Description of the task: Using the data below, copy out all lines with the word "Clone".

Given data:
=-=-=-=-=

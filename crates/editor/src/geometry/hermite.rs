//! Hermite interpolation and fixed-count arc-length resampling.
//!
//! Each span between consecutive control points is a cubic Hermite curve,
//! evaluated as the equivalent cubic Bézier `P0, P0 + T0/3, P1 - T1/3, P1`.
//! Height is interpolated linearly along each span; the altitude pass in
//! [`super::altitude`] replaces it afterwards.

use kurbo::{CubicBez, ParamCurve, ParamCurveArclen, Point, Vec2};
use shared::Point3D;

use super::tangent::fit_tangents;
use super::vector::{planar_distance, planar_length, to_point, to_vec2};
use super::{GeometryError, EPSILON};

const ARCLEN_ACCURACY: f64 = 1e-7;

/// How a curve is resampled to its serie points.
#[derive(Debug, Clone, Copy, PartialEq, Eq)]
pub enum SamplePolicy {
    /// Exactly `n` points spaced uniformly by arc length, so that derived curves
    /// index 1:1 against the reference line.
    AlignedNum(usize),
    /// For short connector spans between independently oriented roads: tangent
    /// magnitudes are clamped to the chord, every span is subdivided, and the
    /// refined polyline is resampled to `count` points.
    ControlRefine { count: usize, subdivisions: usize },
}

impl SamplePolicy {
    pub fn count(&self) -> usize {
        match *self {
            SamplePolicy::AlignedNum(n) => n,
            SamplePolicy::ControlRefine { count, .. } => count,
        }
    }
}

/// Planar Hermite span as a cubic Bézier.
pub fn hermite_segment(p0: Point, t0: Vec2, p1: Point, t1: Vec2) -> CubicBez {
    CubicBez::new(p0, p0 + t0 / 3.0, p1 - t1 / 3.0, p1)
}

/// Resample the Hermite curve through `points` / `tangents` according to `policy`.
///
/// The first and last output points equal the first and last control points
/// exactly (height included).
pub fn sample_hermite(
    points: &[Point3D],
    tangents: &[Point3D],
    policy: SamplePolicy,
) -> Result<Vec<Point3D>, GeometryError> {
    let count = policy.count();
    if count < 2 {
        return Err(GeometryError::InvalidSampleCount(count));
    }
    validate(points, tangents)?;

    match policy {
        SamplePolicy::AlignedNum(n) => Ok(sample_aligned(points, tangents, n)),
        SamplePolicy::ControlRefine {
            count,
            subdivisions,
        } => {
            let refined = refine(points, tangents, subdivisions.max(1));
            let refined_tangents = fit_tangents(&refined)?;
            Ok(sample_aligned(&refined, &refined_tangents, count))
        }
    }
}

/// Planar arc length of every Hermite span between consecutive control points.
pub fn span_lengths(points: &[Point3D], tangents: &[Point3D]) -> Result<Vec<f64>, GeometryError> {
    validate(points, tangents)?;
    Ok(segments(points, tangents)
        .iter()
        .map(|s| s.arclen(ARCLEN_ACCURACY))
        .collect())
}

fn validate(points: &[Point3D], tangents: &[Point3D]) -> Result<(), GeometryError> {
    if points.len() < 2 {
        return Err(GeometryError::TooFewPoints {
            needed: 2,
            got: points.len(),
        });
    }
    if tangents.len() != points.len() {
        return Err(GeometryError::LengthMismatch {
            expected: points.len(),
            got: tangents.len(),
        });
    }
    for (index, pair) in points.windows(2).enumerate() {
        if planar_distance(pair[0], pair[1]) < EPSILON {
            return Err(GeometryError::DegenerateSegment { index });
        }
    }
    if let Some(index) = tangents.iter().position(|t| planar_length(*t) < EPSILON) {
        return Err(GeometryError::ZeroTangent { index });
    }
    Ok(())
}

fn segments(points: &[Point3D], tangents: &[Point3D]) -> Vec<CubicBez> {
    (0..points.len() - 1)
        .map(|i| {
            hermite_segment(
                to_point(points[i]),
                to_vec2(tangents[i]),
                to_point(points[i + 1]),
                to_vec2(tangents[i + 1]),
            )
        })
        .collect()
}

fn sample_aligned(points: &[Point3D], tangents: &[Point3D], count: usize) -> Vec<Point3D> {
    let segs = segments(points, tangents);
    let lengths: Vec<f64> = segs.iter().map(|s| s.arclen(ARCLEN_ACCURACY)).collect();
    let total: f64 = lengths.iter().sum();
    let last = points.len() - 1;

    let mut out = Vec::with_capacity(count);
    let mut seg = 0;
    let mut start = 0.0;
    for k in 0..count {
        if k == 0 {
            out.push(points[0]);
            continue;
        }
        if k == count - 1 {
            out.push(points[last]);
            continue;
        }
        let target = total * k as f64 / (count - 1) as f64;
        while seg < segs.len() - 1 && start + lengths[seg] < target {
            start += lengths[seg];
            seg += 1;
        }
        let local = (target - start).clamp(0.0, lengths[seg]);
        let t = segs[seg].inv_arclen(local, ARCLEN_ACCURACY);
        let p = segs[seg].eval(t);
        let frac = if lengths[seg] > 0.0 {
            local / lengths[seg]
        } else {
            0.0
        };
        let z = points[seg].z + (points[seg + 1].z - points[seg].z) * frac;
        out.push(Point3D::new(p.x, p.y, z));
    }
    out
}

fn clamp_magnitude(v: Vec2, max: f64) -> Vec2 {
    let len = v.hypot();
    if len > max {
        v * (max / len)
    } else {
        v
    }
}

fn refine(points: &[Point3D], tangents: &[Point3D], subdivisions: usize) -> Vec<Point3D> {
    let mut refined = Vec::with_capacity((points.len() - 1) * subdivisions + 1);
    refined.push(points[0]);
    for i in 0..points.len() - 1 {
        let chord = planar_distance(points[i], points[i + 1]);
        let seg = hermite_segment(
            to_point(points[i]),
            clamp_magnitude(to_vec2(tangents[i]), chord),
            to_point(points[i + 1]),
            clamp_magnitude(to_vec2(tangents[i + 1]), chord),
        );
        for j in 1..=subdivisions {
            let u = j as f64 / subdivisions as f64;
            if j == subdivisions {
                refined.push(points[i + 1]);
                continue;
            }
            let p = seg.eval(u);
            let z = points[i].z + (points[i + 1].z - points[i].z) * u;
            refined.push(Point3D::new(p.x, p.y, z));
        }
    }
    refined
}
use serde::{Deserialize, Serialize};

use crate::{ObjectId, Point3D, SignalId};

/// Тип сигнала определяет сетку под-сигналов (строки × столбцы)
#[derive(Debug, Clone, Copy, PartialEq, Eq, Hash, Serialize, Deserialize)]
#[serde(rename_all = "snake_case")]
pub enum SignalType {
    TrafficLightVertical,
    TrafficLightHorizontal,
    Pedestrian,
    ArrowPanel,
    StopSign,
    SpeedLimit,
}

impl SignalType {
    /// Размер сетки под-сигналов: (строки, столбцы)
    pub fn grid(&self) -> (usize, usize) {
        match self {
            SignalType::TrafficLightVertical => (3, 1),
            SignalType::TrafficLightHorizontal => (1, 3),
            SignalType::Pedestrian => (2, 1),
            SignalType::ArrowPanel => (1, 4),
            SignalType::StopSign => (1, 1),
            SignalType::SpeedLimit => (1, 1),
        }
    }
}

/// Маркер под-сигнала (одна секция светофора и т.п.)
#[derive(Debug, Clone, PartialEq, Serialize, Deserialize)]
pub struct SubSignal {
    pub id: ObjectId,
    pub row: usize,
    pub column: usize,
    pub position: Point3D,
}

/// Свободно стоящий сигнал: ориентированный прямоугольник в вертикальной плоскости
#[derive(Debug, Clone, PartialEq, Serialize, Deserialize)]
pub struct Signal {
    pub id: SignalId,
    pub signal_type: SignalType,
    pub center: Point3D,
    /// Курс в радианах (против часовой от +X)
    pub heading: f64,
    pub width: f64,
    pub height: f64,
    #[serde(default)]
    pub sub_signals: Vec<SubSignal>,
}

=-=-=-=-=

Answer below:
#[derive(Debug, Clone, Copy, PartialEq, Eq)]
#[derive(Debug, Clone, Copy, PartialEq, Eq, Hash, Serialize, Deserialize)]
#[derive(Debug, Clone, PartialEq, Serialize, Deserialize)]
#[derive(Debug, Clone, PartialEq, Serialize, Deserialize)]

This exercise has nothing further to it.